Rozmowa prezydentów: Emmanuela Macrona i Władimira Putina
Pałac Elizejski informuje, że prezydent Francji Emmanuel Macron ponownie, po raz trzeci od czasu inwazji Rosji na Ukrainę w dn. 24 lutego, połączył się z Władimirem Putinem. Jak zaznacza francuski premier Jean Castex w telewizji TF1, trwająca 1,5 godziny rozmowa odbyła się na prośbę prezydenta Federacji Rosyjskiej. W trakcie konwersacji poruszono kwestię bieżących wydarzeń. Pałac prezydencki Francji podkreśla, że celem Władimira Putina jest „przejęcie kontroli” nad całą Ukrainą i jak dodaje, Macron jest po tej rozmowie „pesymistą”, stwierdza, że „najgorsze jeszcze przed nami”. Prezydent Rosji miał wyrazić „wielką determinację” w dążeniu do zajęcia kraju.
Oficjalne oświadczenie Kremla
W oświadczeniu wydanym po telefonicznych rozmowach polityków Kreml podkreśla, że Putin ma na celu demilitaryzację Ukrainy. Jednocześnie szczegółowo nakreśla podstawowe podejścia i warunki w kontekście negocjacji z przedstawicielami Kijowa. W dokumencie znalazły się także zapisy: „Zadania specjalnej operacji wojskowej i tak zostaną wykonane, a próby zyskania na czasie przez przeciąganie negocjacji doprowadzą tylko do dodatkowych żądań wobec Kijowa w naszej pozycji negocjacyjnej” - informuje Reuters – „W oświadczeniu stwierdzono, że rosyjska „operacja specjalna” na Ukrainie przebiega „zgodnie z planem”. Prezydent Rosji miał jednocześnie przyznać, że wojsko "nie bombarduje miast", a wszelkie oskarżenia kreowane w tym kierunku są częścią "antyrosyjskiej kampanii dezinformacyjnej". Według Putina „siły rosyjskie robią wszystko, co w ich mocy, by chronić ludność cywilną” – podaje za oświadczeniem Kremla Agencja Reutera. Rosyjski dokument jest kolejnym elementem WOJNY INFORMACYJNEJ.
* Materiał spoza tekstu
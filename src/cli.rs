use crate::blender::{find_blender_exe, run_extension, validate_extension};
use crate::download::download_wheels;
use crate::paths::CachePaths;
use crate::spec::{BLExtSpec, BuildPlan};
use crate::uv::{ensure_lockfile, rewrite_vendored_extras, update_lockfile};
use crate::{pack, profiles};
use anyhow::Context;
use clap::Parser;
use indicatif::{ProgressBar, ProgressStyle};
use std::path::{Path, PathBuf};
use std::sync::atomic::AtomicBool;
use std::sync::Mutex;
use tracing::{debug, info};

#[derive(Debug, Clone, Copy, Eq, PartialEq, clap::ValueEnum)]
pub enum ManifestFormat {
    Toml,
    Json,
}

#[derive(Parser)]
pub enum Cli {
    /// Build one installable extension archive per (Blender version,
    /// platform) cell, vendoring all wheel dependencies.
    Build {
        /// Path to `pyproject.toml`, a `.py` script with inline metadata, or
        /// the directory containing them
        path: Option<PathBuf>,
        /// Release profile to bake into the archive as `init_settings.toml`
        #[clap(long)]
        profile: Option<String>,
        /// Replace existing archives at the target paths
        #[clap(long)]
        overwrite: bool,
        /// Run `blender --command extension validate` over each built archive
        #[clap(long)]
        validate: bool,
        /// Blender executable to use instead of `$BLENDER` or `PATH` lookup
        #[clap(long)]
        blender_path: Option<PathBuf>,
        /// uv executable to use instead of `$UV` or `PATH` lookup
        #[clap(long)]
        uv_path: Option<PathBuf>,
    },
    /// Build the extension and (re)install it into a local development
    /// repository of a freshly started Blender.
    Run {
        path: Option<PathBuf>,
        /// Release profile to bake into the archive as `init_settings.toml`
        #[clap(long)]
        profile: Option<String>,
        /// Open this `.blend` file once the extension is installed
        #[clap(long)]
        blend: Option<PathBuf>,
        /// Start Blender without a user interface
        #[clap(long)]
        headless: bool,
        /// Blender executable to use instead of `$BLENDER` or `PATH` lookup
        #[clap(long)]
        blender_path: Option<PathBuf>,
        /// uv executable to use instead of `$UV` or `PATH` lookup
        #[clap(long)]
        uv_path: Option<PathBuf>,
    },
    /// Parse the project, resolve all wheels and report the archive grid
    /// without building anything.
    Check {
        path: Option<PathBuf>,
    },
    /// Print the `blender_manifest.toml` of every archive cell.
    ShowManifest {
        path: Option<PathBuf>,
        #[clap(long, value_enum, default_value = "toml")]
        format: ManifestFormat,
    },
    /// Print the wheels vendored into every archive cell.
    ShowDeps {
        path: Option<PathBuf>,
    },
    /// Rewrite `pyproject.toml` so each targeted Blender version's vendored
    /// packages become mutually exclusive extras, then refresh the lockfile.
    Sync {
        path: Option<PathBuf>,
        /// uv executable to use instead of `$UV` or `PATH` lookup
        #[clap(long)]
        uv_path: Option<PathBuf>,
    },
}

/// `path` may be a descriptor file or a directory holding `pyproject.toml`.
fn resolve_descriptor_path(path: Option<PathBuf>) -> PathBuf {
    let path = path.unwrap_or_else(|| PathBuf::from("."));
    if path.is_dir() {
        path.join("pyproject.toml")
    } else {
        path
    }
}

fn load_spec(path: Option<PathBuf>, profile: Option<&str>) -> anyhow::Result<BLExtSpec> {
    let path_descriptor = resolve_descriptor_path(path);
    BLExtSpec::from_descriptor_path(&path_descriptor, profile)
}

/// Load the spec, generating the lockfile first if this is the project's
/// first build.
fn load_spec_generating_lockfile(
    path: Option<PathBuf>,
    profile: Option<&str>,
    path_uv: Option<&Path>,
) -> anyhow::Result<BLExtSpec> {
    let path_descriptor = resolve_descriptor_path(path);
    let path_lockfile = conventional_lockfile_path(&path_descriptor);
    match BLExtSpec::from_descriptor_path(&path_descriptor, profile) {
        Ok(spec) => Ok(spec),
        Err(_) if !path_lockfile.is_file() => {
            ensure_lockfile(&path_lockfile, path_uv)?;
            BLExtSpec::from_descriptor_path(&path_descriptor, profile)
        }
        Err(err) => Err(err),
    }
}

/// `uv.lock` next to a `pyproject.toml`, `<script>.py.lock` next to a script.
fn conventional_lockfile_path(path_descriptor: &Path) -> PathBuf {
    let filename = path_descriptor
        .file_name()
        .map(|name| name.to_string_lossy().to_string())
        .unwrap_or_default();
    if filename.ends_with(".py") {
        path_descriptor.with_file_name(format!("{}.lock", filename))
    } else {
        path_descriptor.with_file_name("uv.lock")
    }
}

fn fetch_missing_wheels(plan: &BuildPlan, caches: &CachePaths) -> anyhow::Result<()> {
    let missing = plan.missing_wheels(&caches.wheel_cache)?;
    if missing.is_empty() {
        debug!("All required wheels are cached");
        return Ok(());
    }

    info!("Downloading {} wheel(s)", missing.len());
    let pb = ProgressBar::new(missing.len() as u64).with_style(
        ProgressStyle::default_bar()
            .template("Downloading {bar} {pos:>3}/{len:3} {wide_msg}")
            .expect("progress template is well-formed"),
    );
    let current: Mutex<Vec<String>> = Mutex::new(Vec::new());
    let abort = AtomicBool::new(false);
    download_wheels(
        &missing,
        &caches.wheel_cache,
        &abort,
        |wheel, _| {
            let mut current = current.lock().unwrap();
            if let Ok(filename) = wheel.filename() {
                current.push(filename.to_string());
            }
            pb.set_message(current.join(", "));
        },
        |_, _, _| {},
        |wheel, _| {
            let mut current = current.lock().unwrap();
            if let Ok(filename) = wheel.filename() {
                current.retain(|name| name.as_str() != filename);
            }
            pb.set_message(current.join(", "));
            pb.inc(1);
        },
    )?;
    pb.finish_and_clear();
    Ok(())
}

/// Fetch missing wheels, then pre-pack and pack every archive cell. Returns
/// the built archive paths in cell order.
fn build_archives(
    spec: &BLExtSpec,
    plan: &BuildPlan,
    caches: &CachePaths,
    overwrite: bool,
) -> anyhow::Result<Vec<PathBuf>> {
    fetch_missing_wheels(plan, caches)?;

    let mut built = Vec::new();
    for (version_idx, set_idx) in plan.cells() {
        let stem = spec.archive_stem(plan, version_idx, set_idx);
        let path_prepack = caches.prepack_cache.join(format!("{}.zip", stem));
        let path_zip = caches.build_cache.join(format!("{}.zip", stem));

        let file_map = plan.prepack_file_map(&caches.wheel_cache, version_idx, set_idx)?;
        pack::prepack_extension(
            &file_map,
            &path_prepack,
            |path, _| debug!("Pre-packing {}", path.display()),
            |_, _| {},
        )?;

        let manifest = spec.manifest_for_cell(plan, version_idx, set_idx);
        manifest.validate()?;
        let init_settings = spec
            .release_profile
            .as_ref()
            .map(|release_profile| release_profile.export_init_settings())
            .transpose()?;
        pack::pack_extension(
            spec.manifest_filename(),
            &manifest.to_toml()?,
            init_settings
                .as_deref()
                .map(|toml| (profiles::INIT_SETTINGS_FILENAME, toml)),
            &spec.source,
            &path_prepack,
            &path_zip,
            overwrite,
        )?;
        info!("Built {}", path_zip.display());
        built.push(path_zip);
    }
    Ok(built)
}

pub fn run_cli(cli: Cli) -> anyhow::Result<()> {
    match cli {
        Cli::Build {
            path,
            profile,
            overwrite,
            validate,
            blender_path,
            uv_path,
        } => {
            let spec =
                load_spec_generating_lockfile(path, profile.as_deref(), uv_path.as_deref())?;
            let plan = spec.build_plan()?;
            let caches = CachePaths::new(&spec.path_descriptor)?;
            let built = build_archives(&spec, &plan, &caches, overwrite)?;

            if validate {
                let path_blender = find_blender_exe(blender_path.as_deref())?;
                for path_zip in &built {
                    validate_extension(&path_blender, path_zip)?;
                    info!("Validated {}", path_zip.display());
                }
            }
            Ok(())
        }
        Cli::Run {
            path,
            profile,
            blend,
            headless,
            blender_path,
            uv_path,
        } => {
            let spec =
                load_spec_generating_lockfile(path, profile.as_deref(), uv_path.as_deref())?;
            let plan = spec.build_plan()?;
            let caches = CachePaths::new(&spec.path_descriptor)?;
            // A dev loop always wants the freshest archive.
            let built = build_archives(&spec, &plan, &caches, true)?;
            let path_zip = built.first().context("No archive cell was built")?;
            if built.len() > 1 {
                info!("{} archives were built; installing {}", built.len(), path_zip.display());
            }

            let path_blender = find_blender_exe(blender_path.as_deref())?;
            let path_local_repo = caches.build_cache.join("dev_repo");
            run_extension(
                &path_blender,
                path_zip,
                &spec.id,
                &path_local_repo,
                blend.as_deref(),
                headless,
            )
        }
        Cli::Check { path } => {
            let spec = load_spec(path, None)?;
            let plan = spec.build_plan()?;
            info!(
                "{} v{}: {} Blender version chunk(s) x {} platform chunk(s), {} wheel(s)",
                spec.id,
                spec.version,
                plan.bl_versions.len(),
                plan.platform_sets.len(),
                plan.required_wheels().len(),
            );
            for (version_idx, set_idx) in plan.cells() {
                info!(
                    "  {}.zip ({} wheels)",
                    spec.archive_stem(&plan, version_idx, set_idx),
                    plan.wheels_for_cell(version_idx, set_idx).len(),
                );
            }
            Ok(())
        }
        Cli::ShowManifest { path, format } => {
            let spec = load_spec(path, None)?;
            let plan = spec.build_plan()?;
            for (version_idx, set_idx) in plan.cells() {
                let manifest = spec.manifest_for_cell(&plan, version_idx, set_idx);
                println!("# {}", spec.archive_stem(&plan, version_idx, set_idx));
                match format {
                    ManifestFormat::Toml => println!("{}", manifest.to_toml()?),
                    ManifestFormat::Json => println!("{}", manifest.to_json()?),
                }
            }
            Ok(())
        }
        Cli::ShowDeps { path } => {
            let spec = load_spec(path, None)?;
            let plan = spec.build_plan()?;
            for (version_idx, set_idx) in plan.cells() {
                println!("# {}", spec.archive_stem(&plan, version_idx, set_idx));
                for filename in plan.wheel_filenames_for_cell(version_idx, set_idx) {
                    println!("wheels/{}", filename);
                }
            }
            Ok(())
        }
        Cli::Sync { path, uv_path } => {
            let path_descriptor = resolve_descriptor_path(path);
            ensure_lockfile(&conventional_lockfile_path(&path_descriptor), uv_path.as_deref())?;
            let spec = BLExtSpec::from_descriptor_path(&path_descriptor, None)?;
            let changed = rewrite_vendored_extras(&spec)
                .context("Failed to rewrite the vendored-extras span")?;
            if changed {
                info!("Updated {}, refreshing the lockfile", spec.path_descriptor.display());
                update_lockfile(&spec.path_lockfile, uv_path.as_deref())?;
            } else {
                info!("{} is already in sync", spec.path_descriptor.display());
            }
            Ok(())
        }
    }
}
"Sytuacja w strefie konfliktu jest bez wątpienia wyjątkowo niekorzystna. [...] Zdaje się, że Putin okopał się na swoich pozycjach, tj. żądaniach demilitaryzacji Ukrainy i jej kapitulacji. Jest to oczywiście nieakceptowalne" – mówi francuski premier. Doniesienia anonimowego przedstawiciela władz Francji, na którego powołuje się Reuters, wskazują także, że Macron, jeszcze podczas telefonicznej konwersacji z prezydentem Rosji, miał powiedzieć, że ten "popełnia ogromny błąd", "sam siebie oszukuje", a Rosja będzie "zupełnie odizolowana, osłabiona i obłożona sankcjami przez bardzo długi czas".